[Stored data entries]

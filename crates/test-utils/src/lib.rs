//! Shared test utilities for the climate-diags workspace.
//!
//! This crate provides common testing infrastructure including:
//! - Test data path helpers and temporary results directories
//! - Skip macros for optional NetCDF samples
//! - Synthetic field generators
//! - Common fixtures (regions, contour levels)
//!
//! # Usage
//!
//! Add to your crate's `Cargo.toml`:
//!
//! ```toml
//! [dev-dependencies]
//! test-utils = { path = "../test-utils" }
//! ```

pub mod fixtures;
pub mod generators;
pub mod paths;

// Re-export commonly used items at the crate root
pub use generators::*;
pub use paths::*;

/// Macro to skip a test if the required file is not found.
///
/// Tests that read real NetCDF output depend on files that are not checked
/// in; they print a skip message and return early when the file is missing.
///
/// ```ignore
/// use test_utils::require_test_file;
///
/// #[test]
/// fn test_read_climo() {
///     let path = require_test_file!("TS_ANN_climo.nc");
/// }
/// ```
#[macro_export]
macro_rules! require_test_file {
    ($name:expr) => {{
        match $crate::find_test_file($name) {
            Some(path) => path,
            None => {
                eprintln!(
                    "SKIPPED: Test file '{}' not found. Set TEST_DATA_DIR to run it.",
                    $name
                );
                return;
            }
        }
    }};
}

/// Macro for approximate floating-point equality assertions.
///
/// ```ignore
/// use test_utils::assert_approx_eq;
///
/// assert_approx_eq!(1.0001_f64, 1.0_f64, 0.001_f64); // passes
/// ```
#[macro_export]
macro_rules! assert_approx_eq {
    ($left:expr, $right:expr, $epsilon:expr) => {{
        let left: f64 = $left as f64;
        let right: f64 = $right as f64;
        let epsilon: f64 = $epsilon as f64;
        let diff = (left - right).abs();
        if diff > epsilon {
            panic!(
                concat!(
                    "assertion failed: `(left ≈ right)`\n",
                    "  left: `{:?}`,\n",
                    " right: `{:?}`,\n",
                    "  diff: `{:?}` > epsilon `{:?}`",
                ),
                left, right, diff, epsilon
            );
        }
    }};
}
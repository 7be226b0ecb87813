//! Output locations: `{results_dir}/{set_name}/{case_id}/{output_file}.{format}`.

use std::fs;
use std::path::{Path, PathBuf};

use diags_common::DiagsResult;
use renderer::{normalize_format, Figure, OutputFormat, PageRect};
use tracing::{debug, info};

use crate::parameter::PlotParameters;

/// Directory for a set's figures, created if missing.
pub fn output_dir(set_name: &str, params: &PlotParameters) -> DiagsResult<PathBuf> {
    let dir = params.results_dir.join(set_name).join(&params.case_id);
    if !dir.exists() {
        fs::create_dir_all(&dir)?;
        debug!(dir = %dir.display(), "Created output directory");
    }
    if params.print_statements {
        info!("Output dir: {}", dir.display());
    }
    Ok(dir)
}

/// Path of the figure without its extension.
pub fn file_stem(set_name: &str, params: &PlotParameters) -> DiagsResult<PathBuf> {
    Ok(output_dir(set_name, params)?.join(&params.output_file))
}

/// `{stem}.{format}` with the format lowercased and reduced to its last
/// dotted component, so "PNG" and "fig.png" both give `.png`.
pub fn output_path(stem: &Path, format: &str) -> PathBuf {
    with_suffix(stem, &normalize_format(format))
}

/// Path of panel `index` saved on its own: `{stem}.{index}.{format}`.
pub fn subplot_path(stem: &Path, index: usize, format: &str) -> PathBuf {
    with_suffix(stem, &format!("{}.{}", index, normalize_format(format)))
}

/// Save `figure` once per entry of `formats` as `{stem}.{format}`.
///
/// Every format is checked before anything is written.
pub fn save_figure(figure: &Figure, stem: &Path, formats: &[String]) -> DiagsResult<Vec<PathBuf>> {
    let parsed = parse_formats(formats)?;
    let mut paths = Vec::with_capacity(parsed.len());
    for (name, format) in parsed {
        let path = output_path(stem, &name);
        figure.save(&path, format)?;
        info!("Plot saved in: {}", path.display());
        paths.push(path);
    }
    Ok(paths)
}

/// Save each of `rects` cropped out of `figure` as `{stem}.{i}.{format}`.
pub fn save_subplots(
    figure: &Figure,
    stem: &Path,
    rects: &[PageRect],
    formats: &[String],
) -> DiagsResult<Vec<PathBuf>> {
    let parsed = parse_formats(formats)?;
    let mut paths = Vec::with_capacity(parsed.len() * rects.len());
    for (name, format) in &parsed {
        for (i, rect) in rects.iter().enumerate() {
            let sub = figure.crop(*rect)?;
            let path = subplot_path(stem, i, name);
            sub.save(&path, *format)?;
            info!("Sub-plot saved in: {}", path.display());
            paths.push(path);
        }
    }
    Ok(paths)
}

fn parse_formats(formats: &[String]) -> DiagsResult<Vec<(String, OutputFormat)>> {
    formats
        .iter()
        .map(|f| Ok((normalize_format(f), OutputFormat::parse(f)?)))
        .collect()
}

// Appends instead of Path::with_extension so dotted output_file names survive.
fn with_suffix(stem: &Path, suffix: &str) -> PathBuf {
    let mut name = stem.as_os_str().to_owned();
    name.push(".");
    name.push(suffix);
    PathBuf::from(name)
}

#[cfg(test)]
mod tests {
    use super::*;

    #[test]
    fn test_suffix_keeps_dots_in_stem() {
        let stem = Path::new("/tmp/out/TS.ann");
        assert_eq!(output_path(stem, "PNG"), PathBuf::from("/tmp/out/TS.ann.png"));
        assert_eq!(subplot_path(stem, 2, "x.jpeg"), PathBuf::from("/tmp/out/TS.ann.2.jpeg"));
    }
}
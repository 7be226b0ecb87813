//! Run configuration.
//!
//! A run file holds global plot parameters and the jobs to render:
//!
//! ```yaml
//! parameters:
//!   results_dir: ${RESULTS_DIR:-./results}
//!   case_id: TS-NINO34
//! jobs:
//!   - name: ts-map
//!     set: enso_diags
//!     kind: map
//!     test: { path: test/TS.nc, var: TS }
//!     reference: { path: obs/TS.nc, var: TS }
//!     units: degC
//!     overrides:
//!       output_file: ts-map
//!       contour_levels: [-2, -1, 0, 1, 2]
//! ```
//!
//! Supports environment variable substitution using `${VAR}` and
//! `${VAR:-default}` syntax. Relative data paths are resolved against the
//! directory of the run file.

use anyhow::{Context, Result};
use diagnostics::PlotParameters;
use serde::{Deserialize, Serialize};
use std::collections::BTreeMap;
use std::fs;
use std::path::{Path, PathBuf};

// ============================================================================
// Run file
// ============================================================================

#[derive(Debug, Clone, Serialize, Deserialize)]
pub struct RunConfig {
    #[serde(default)]
    pub parameters: PlotParameters,
    pub jobs: Vec<JobConfig>,
}

#[derive(Debug, Clone, Copy, PartialEq, Eq, Serialize, Deserialize)]
#[serde(rename_all = "snake_case")]
pub enum JobKind {
    Map,
    Scatter,
    Line,
}

/// A variable in a data file.
#[derive(Debug, Clone, PartialEq, Serialize, Deserialize)]
pub struct VarSource {
    pub path: PathBuf,
    pub var: String,
}

/// Cells where `var` falls outside `[low_limit, high_limit]` are masked.
#[derive(Debug, Clone, PartialEq, Serialize, Deserialize)]
pub struct MaskConfig {
    pub path: PathBuf,
    pub var: String,
    #[serde(default)]
    pub low_limit: Option<f64>,
    #[serde(default)]
    pub high_limit: Option<f64>,
}

/// One axis of a scatter job.
#[derive(Debug, Clone, PartialEq, Serialize, Deserialize)]
pub struct ScatterAxisConfig {
    /// Name on the axis label; defaults to the test variable name.
    #[serde(default)]
    pub label: Option<String>,
    pub test: VarSource,
    pub reference: VarSource,
    #[serde(default)]
    pub units: Option<String>,
}

#[derive(Debug, Clone, Serialize, Deserialize)]
pub struct JobConfig {
    pub name: String,
    pub set: String,
    pub kind: JobKind,

    // map and line jobs
    #[serde(default)]
    pub test: Option<VarSource>,
    #[serde(default)]
    pub reference: Option<VarSource>,
    /// Target units for test and reference.
    #[serde(default)]
    pub units: Option<String>,
    #[serde(default)]
    pub mask: Option<MaskConfig>,
    #[serde(default)]
    pub test_conf: Option<VarSource>,
    #[serde(default)]
    pub ref_conf: Option<VarSource>,

    // scatter jobs
    #[serde(default)]
    pub x: Option<ScatterAxisConfig>,
    #[serde(default)]
    pub y: Option<ScatterAxisConfig>,

    /// Plot parameters replacing the global ones for this job.
    #[serde(default)]
    pub overrides: BTreeMap<String, serde_yaml::Value>,
}

impl JobConfig {
    /// Global parameters with this job's overrides applied.
    pub fn parameters(&self, global: &PlotParameters) -> Result<PlotParameters> {
        if self.overrides.is_empty() {
            return Ok(global.clone());
        }
        let mut value = serde_yaml::to_value(global)?;
        let mapping = value
            .as_mapping_mut()
            .context("Plot parameters did not serialize to a mapping")?;
        for (key, override_value) in &self.overrides {
            let key_value = serde_yaml::Value::String(key.clone());
            anyhow::ensure!(
                mapping.contains_key(&key_value),
                "Job {}: unknown plot parameter '{}'",
                self.name,
                key
            );
            mapping.insert(key_value, override_value.clone());
        }
        serde_yaml::from_value(value)
            .with_context(|| format!("Job {}: invalid parameter overrides", self.name))
    }

    fn data_paths_mut(&mut self) -> Vec<&mut PathBuf> {
        let mut paths: Vec<&mut PathBuf> = Vec::new();
        for source in [&mut self.test, &mut self.reference, &mut self.test_conf, &mut self.ref_conf]
            .into_iter()
            .flatten()
        {
            paths.push(&mut source.path);
        }
        if let Some(mask) = &mut self.mask {
            paths.push(&mut mask.path);
        }
        for axis in [&mut self.x, &mut self.y].into_iter().flatten() {
            paths.push(&mut axis.test.path);
            paths.push(&mut axis.reference.path);
        }
        paths
    }
}

// ============================================================================
// Loading
// ============================================================================

/// Load, expand and validate a run file.
pub fn load_run_config<P: AsRef<Path>>(path: P) -> Result<RunConfig> {
    let path = path.as_ref();
    let content = fs::read_to_string(path)
        .with_context(|| format!("Failed to read run file: {}", path.display()))?;
    let base_dir = path.parent().unwrap_or_else(|| Path::new("."));
    parse_run_config(&content, base_dir)
        .with_context(|| format!("Invalid run file: {}", path.display()))
}

/// Parse run file text; relative data paths are joined onto `base_dir`.
pub fn parse_run_config(content: &str, base_dir: &Path) -> Result<RunConfig> {
    let expanded = expand_env_vars(content)?;
    let mut config: RunConfig = serde_yaml::from_str(&expanded).context("Failed to parse YAML")?;

    for job in &mut config.jobs {
        for path in job.data_paths_mut() {
            if path.is_relative() {
                *path = base_dir.join(&*path);
            }
        }
    }

    validate_run_config(&config)?;
    Ok(config)
}

// ============================================================================
// Environment Variable Expansion
// ============================================================================

/// Expand environment variables in the format ${VAR} or ${VAR:-default}
fn expand_env_vars(content: &str) -> Result<String> {
    let mut result = String::new();
    let mut chars = content.chars().peekable();

    while let Some(ch) = chars.next() {
        if ch == '$' && chars.peek() == Some(&'{') {
            chars.next(); // consume '{'

            let mut var_expr = String::new();
            let mut brace_count = 1;

            while brace_count > 0 {
                match chars.next() {
                    Some('{') => {
                        brace_count += 1;
                        var_expr.push('{');
                    }
                    Some('}') => {
                        brace_count -= 1;
                        if brace_count > 0 {
                            var_expr.push('}');
                        }
                    }
                    Some(c) => var_expr.push(c),
                    None => anyhow::bail!("Unclosed variable substitution: ${{{}", var_expr),
                }
            }

            result.push_str(&resolve_var_expr(&var_expr)?);
        } else {
            result.push(ch);
        }
    }

    Ok(result)
}

/// Resolve variable expression (supports VAR and VAR:-default syntax)
fn resolve_var_expr(expr: &str) -> Result<String> {
    if let Some((var_name, default)) = expr.split_once(":-") {
        match std::env::var(var_name.trim()) {
            Ok(val) if !val.is_empty() => Ok(val),
            _ => Ok(default.to_string()),
        }
    } else {
        std::env::var(expr.trim()).with_context(|| format!("Environment variable {} not set", expr))
    }
}

// ============================================================================
// Validation
// ============================================================================

fn validate_run_config(config: &RunConfig) -> Result<()> {
    config
        .parameters
        .validate()
        .context("Invalid global plot parameters")?;

    let mut names = std::collections::HashSet::new();
    for job in &config.jobs {
        anyhow::ensure!(!job.name.is_empty(), "Job name cannot be empty");
        anyhow::ensure!(names.insert(job.name.as_str()), "Duplicate job name: {}", job.name);
        anyhow::ensure!(!job.set.is_empty(), "Job {}: set cannot be empty", job.name);

        match job.kind {
            JobKind::Map | JobKind::Line => {
                anyhow::ensure!(
                    job.test.is_some() && job.reference.is_some(),
                    "Job {}: {:?} jobs need test and reference variables",
                    job.name,
                    job.kind
                );
            }
            JobKind::Scatter => {
                anyhow::ensure!(
                    job.x.is_some() && job.y.is_some(),
                    "Job {}: scatter jobs need x and y",
                    job.name
                );
            }
        }

        if let Some(mask) = &job.mask {
            anyhow::ensure!(
                job.kind == JobKind::Map,
                "Job {}: only map jobs can be masked",
                job.name
            );
            if let (Some(low), Some(high)) = (mask.low_limit, mask.high_limit) {
                anyhow::ensure!(
                    low <= high,
                    "Job {}: mask low_limit {} is above high_limit {}",
                    job.name,
                    low,
                    high
                );
            }
        }

        job.parameters(&config.parameters)?
            .validate()
            .with_context(|| format!("Job {}: invalid plot parameters", job.name))?;
    }
    Ok(())
}
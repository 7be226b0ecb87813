//! End-to-end tests for the diagnostics runner pipeline.
//!
//! Data files are written as CDL text, which the reader accepts directly.

use std::fs;
use std::path::Path;

use diags_runner::{parse_run_config, prepare_inputs, JobStatus, Pipeline, RunConfig};
use diagnostics::SetInputs;
use tempfile::TempDir;

// ============================================================================
// Helper functions
// ============================================================================

fn grid_cdl(name: &str, var: &str, units: &str, values: &[f64]) -> String {
    format!(
        r#"netcdf {name} {{
dimensions:
	lat = 2 ;
	lon = 4 ;
variables:
	double lat(lat) ;
		lat:units = "degrees_north" ;
	double lon(lon) ;
		lon:units = "degrees_east" ;
	double {var}(lat, lon) ;
		{var}:units = "{units}" ;
data:

 lat = -45, 45 ;

 lon = 45, 135, 225, 315 ;

 {var} = {values} ;
}}
"#,
        values = join(values)
    )
}

fn zonal_cdl(name: &str, var: &str, values: &[f64]) -> String {
    format!(
        r#"netcdf {name} {{
dimensions:
	lat = {n} ;
variables:
	double lat(lat) ;
		lat:units = "degrees_north" ;
	double {var}(lat) ;
		{var}:units = "K" ;
data:

 lat = {lats} ;

 {var} = {values} ;
}}
"#,
        n = values.len(),
        lats = join(&(0..values.len()).map(|i| -60.0 + 30.0 * i as f64).collect::<Vec<_>>()),
        values = join(values)
    )
}

fn series_cdl(name: &str, var: &str, units: &str, values: &[f64]) -> String {
    format!(
        r#"netcdf {name} {{
dimensions:
	time = {n} ;
variables:
	double time(time) ;
		time:units = "months since 2000-01-01" ;
	double {var}(time) ;
		{var}:units = "{units}" ;
data:

 time = {times} ;

 {var} = {values} ;
}}
"#,
        n = values.len(),
        times = join(&(0..values.len()).map(|i| i as f64).collect::<Vec<_>>()),
        values = join(values)
    )
}

fn join(values: &[f64]) -> String {
    values.iter().map(|v| v.to_string()).collect::<Vec<_>>().join(", ")
}

/// Writes the data files of a small run into `dir`.
fn write_data(dir: &Path) {
    let ts_test = [280.0, 285.0, 290.0, 295.0, 270.0, 275.0, 280.0, 285.0];
    let ts_ref = [279.0, 284.0, 291.0, 293.0, 271.0, 274.0, 279.0, 286.0];
    let files = [
        ("ts_test.cdl", grid_cdl("ts_test", "TS", "K", &ts_test)),
        ("ts_ref.cdl", grid_cdl("ts_ref", "TS", "K", &ts_ref)),
        (
            "landfrac.cdl",
            grid_cdl("landfrac", "LANDFRAC", "fraction", &[0.0, 0.2, 0.9, 1.0, 0.6, 0.1, 0.0, 1.0]),
        ),
        ("zonal_test.cdl", zonal_cdl("zonal_test", "TS", &[255.0, 280.0, 300.0, 281.0, 256.0])),
        ("zonal_ref.cdl", zonal_cdl("zonal_ref", "TS", &[250.0, 279.0, 302.0, 280.0, 252.0])),
        (
            "nino_test.cdl",
            series_cdl("nino_test", "NINO34", "degC", &[-2.0, -1.0, -0.5, 0.5, 1.0, 2.0]),
        ),
        ("nino_ref.cdl", series_cdl("nino_ref", "NINO34", "degC", &[-1.5, -0.5, 0.5, 1.5])),
        (
            "prect_test.cdl",
            series_cdl("prect_test", "PRECT", "mm/day", &[-1.0, -0.5, -0.2, 0.6, 1.2, 2.4]),
        ),
        ("prect_ref.cdl", series_cdl("prect_ref", "PRECT", "mm/day", &[-0.9, -0.3, 0.7, 2.1])),
    ];
    for (name, text) in files {
        fs::write(dir.join(name), text).unwrap();
    }
}

fn run_file(results: &Path) -> String {
    format!(
        r#"
parameters:
  results_dir: {results}
  case_id: e2e
  dpi: 25
  contour_levels: [5, 10, 15, 20]
  diff_levels: [-2, -1, 0, 1, 2]
jobs:
  - name: ts-map
    set: enso_diags
    kind: map
    test: {{ path: ts_test.cdl, var: TS }}
    reference: {{ path: ts_ref.cdl, var: TS }}
    units: degC
    mask: {{ path: landfrac.cdl, var: LANDFRAC, high_limit: 0.5 }}
    overrides:
      output_file: ts-map
      output_format_subplot: [png]
  - name: ts-zonal
    set: zonal_mean_xy
    kind: line
    test: {{ path: zonal_test.cdl, var: TS }}
    reference: {{ path: zonal_ref.cdl, var: TS }}
    overrides: {{ output_file: ts-zonal }}
  - name: prect-scatter
    set: enso_diags
    kind: scatter
    x:
      test: {{ path: nino_test.cdl, var: NINO34 }}
      reference: {{ path: nino_ref.cdl, var: NINO34 }}
    y:
      test: {{ path: prect_test.cdl, var: PRECT }}
      reference: {{ path: prect_ref.cdl, var: PRECT }}
    overrides: {{ output_file: prect-scatter }}
"#,
        results = results.display()
    )
}

fn setup() -> (TempDir, TempDir, RunConfig) {
    let data = TempDir::new().unwrap();
    let results = TempDir::new().unwrap();
    write_data(data.path());
    let config = parse_run_config(&run_file(results.path()), data.path()).unwrap();
    (data, results, config)
}

// ============================================================================
// Input preparation
// ============================================================================

#[test]
fn test_map_inputs_are_converted_and_masked() {
    let (_data, _results, config) = setup();
    let SetInputs::Map(map) = prepare_inputs(&config.jobs[0]).unwrap() else {
        panic!("expected map inputs");
    };

    assert_eq!(map.test.units(), Some("degC"));
    assert!((map.test.data()[0] - 6.85).abs() < 1e-9);
    // land fraction above 0.5 is masked in both fields
    let expected = [false, false, true, true, true, false, false, true];
    assert_eq!(map.test.mask().unwrap(), &expected);
    assert_eq!(map.reference.mask().unwrap(), &expected);
    assert!(map.metrics.diff.rmse.is_some());
}

#[test]
fn test_scatter_inputs_use_variable_names() {
    let (_data, _results, config) = setup();
    let SetInputs::Scatter { x, y } = prepare_inputs(&config.jobs[2]).unwrap() else {
        panic!("expected scatter inputs");
    };
    assert_eq!(x.axis_label(), "NINO34 anomaly (degC)");
    assert_eq!(y.axis_label(), "PRECT anomaly (mm/day)");
    assert_eq!(y.test.len(), 6);
    assert_eq!(y.reference.len(), 4);
}

// ============================================================================
// Full runs
// ============================================================================

#[test]
fn test_run_all_jobs() {
    let (_data, results, config) = setup();
    let reports = Pipeline::new(config).run(None);
    assert_eq!(reports.len(), 3);
    assert!(reports.iter().all(|r| !r.is_failure()), "{:?}", reports);

    let root = results.path();
    assert!(root.join("enso_diags/e2e/ts-map.png").is_file());
    for i in 0..3 {
        assert!(root.join(format!("enso_diags/e2e/ts-map.{}.png", i)).is_file());
    }
    assert!(root.join("zonal_mean_xy/e2e/ts-zonal.png").is_file());
    assert!(root.join("enso_diags/e2e/prect-scatter.png").is_file());

    let map = reports.iter().find(|r| r.name == "ts-map").unwrap();
    match &map.status {
        JobStatus::Saved { paths } => assert_eq!(paths.len(), 4),
        other => panic!("unexpected status {:?}", other),
    }
}

#[test]
fn test_set_filter() {
    let (_data, results, config) = setup();
    let reports = Pipeline::new(config).run(Some("zonal_mean_xy"));
    assert_eq!(reports.len(), 1);
    assert_eq!(reports[0].name, "ts-zonal");
    assert!(!results.path().join("enso_diags").exists());
}

#[test]
fn test_failed_job_does_not_stop_others() {
    let (data, _results, mut config) = setup();
    fs::remove_file(data.path().join("zonal_ref.cdl")).unwrap();
    config.jobs[0].overrides.insert("backend".into(), serde_yaml::Value::from("vcs"));

    let reports = Pipeline::new(config).run(None);
    let status = |name: &str| &reports.iter().find(|r| r.name == name).unwrap().status;

    match status("ts-zonal") {
        JobStatus::Failed { error } => assert!(error.contains("zonal_ref.cdl"), "{}", error),
        other => panic!("expected failure, got {:?}", other),
    }
    match status("ts-map") {
        JobStatus::Failed { error } => assert!(error.contains("vcs"), "{}", error),
        other => panic!("expected failure, got {:?}", other),
    }
    assert!(matches!(status("prect-scatter"), JobStatus::Saved { .. }));
}

#[test]
fn test_report_serializes() {
    let (_data, _results, config) = setup();
    let reports = Pipeline::new(config).run(Some("zonal_mean_xy"));
    let json = serde_json::to_value(&reports).unwrap();
    assert_eq!(json[0]["status"]["status"], "saved");
    assert_eq!(json[0]["set"], "zonal_mean_xy");
}
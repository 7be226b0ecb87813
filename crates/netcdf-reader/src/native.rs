//! Native NetCDF reading using the netcdf library.
//!
//! Faster than the ncdump subprocess path and avoids printing whole
//! variables as text. Enabled with the `native` feature.

use std::path::Path;

use diags_common::Field;
use tracing::debug;

use crate::error::{NetCdfError, NetCdfResult};
use crate::{axis_with_units, build_field, Packing};

/// Read variable `name` with libnetcdf.
pub fn read_field(path: &Path, name: &str) -> NetCdfResult<Field> {
    let file = netcdf::open(path)
        .map_err(|e| NetCdfError::InvalidFormat(format!("Failed to open NetCDF: {}", e)))?;
    let variable = file
        .variable(name)
        .ok_or_else(|| NetCdfError::MissingData(format!("variable {}", name)))?;

    let mut axes = Vec::new();
    for dim in variable.dimensions() {
        let dim_name = dim.name();
        let len = dim.len();
        let (values, units) = match file.variable(&dim_name) {
            Some(coord) => {
                let values: Vec<f64> = coord.get_values(..).map_err(|e| {
                    NetCdfError::InvalidFormat(format!("Failed to read {}: {}", dim_name, e))
                })?;
                (values, get_str_attr(&coord, "units"))
            }
            None => ((0..len).map(|i| i as f64).collect(), None),
        };
        axes.push(axis_with_units(&dim_name, units, values));
    }

    let raw: Vec<f64> = variable
        .get_values(..)
        .map_err(|e| NetCdfError::InvalidFormat(format!("Failed to read {}: {}", name, e)))?;
    let packing = Packing::from_attributes(|attr| get_f64_attr(&variable, attr));
    let (data, mask) = packing.unpack(raw.into_iter().map(Some));

    let field = build_field(name, axes, data, mask, get_str_attr(&variable, "units"))?;
    debug!(shape = ?field.shape(), "Read variable via libnetcdf");
    Ok(field)
}

/// Check if a variable has an attribute with the given name.
fn has_attr(var: &netcdf::Variable, name: &str) -> bool {
    var.attributes().any(|attr| attr.name() == name)
}

fn get_f64_attr(var: &netcdf::Variable, name: &str) -> Option<f64> {
    if !has_attr(var, name) {
        return None;
    }
    let attr_value = var.attribute_value(name)?.ok()?;
    f64::try_from(attr_value).ok()
}

fn get_str_attr(var: &netcdf::Variable, name: &str) -> Option<String> {
    if !has_attr(var, name) {
        return None;
    }
    match var.attribute_value(name)?.ok()? {
        netcdf::AttributeValue::Str(s) => Some(s),
        _ => None,
    }
}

* [What you should do]
Of the entries above, repeat exactly the lines between the line with "mapping.insert(key_value, override_value.clone());" and the line with "let mut paths: Vec<&mut", inclusive, and no others.

* [Answer section]
            mapping.insert(key_value, override_value.clone());
        }
        serde_yaml::from_value(value)
            .with_context(|| format!("Job {}: invalid parameter overrides", self.name))
    }

    fn data_paths_mut(&mut self) -> Vec<&mut PathBuf> {
        let mut paths: Vec<&mut PathBuf> = Vec::new();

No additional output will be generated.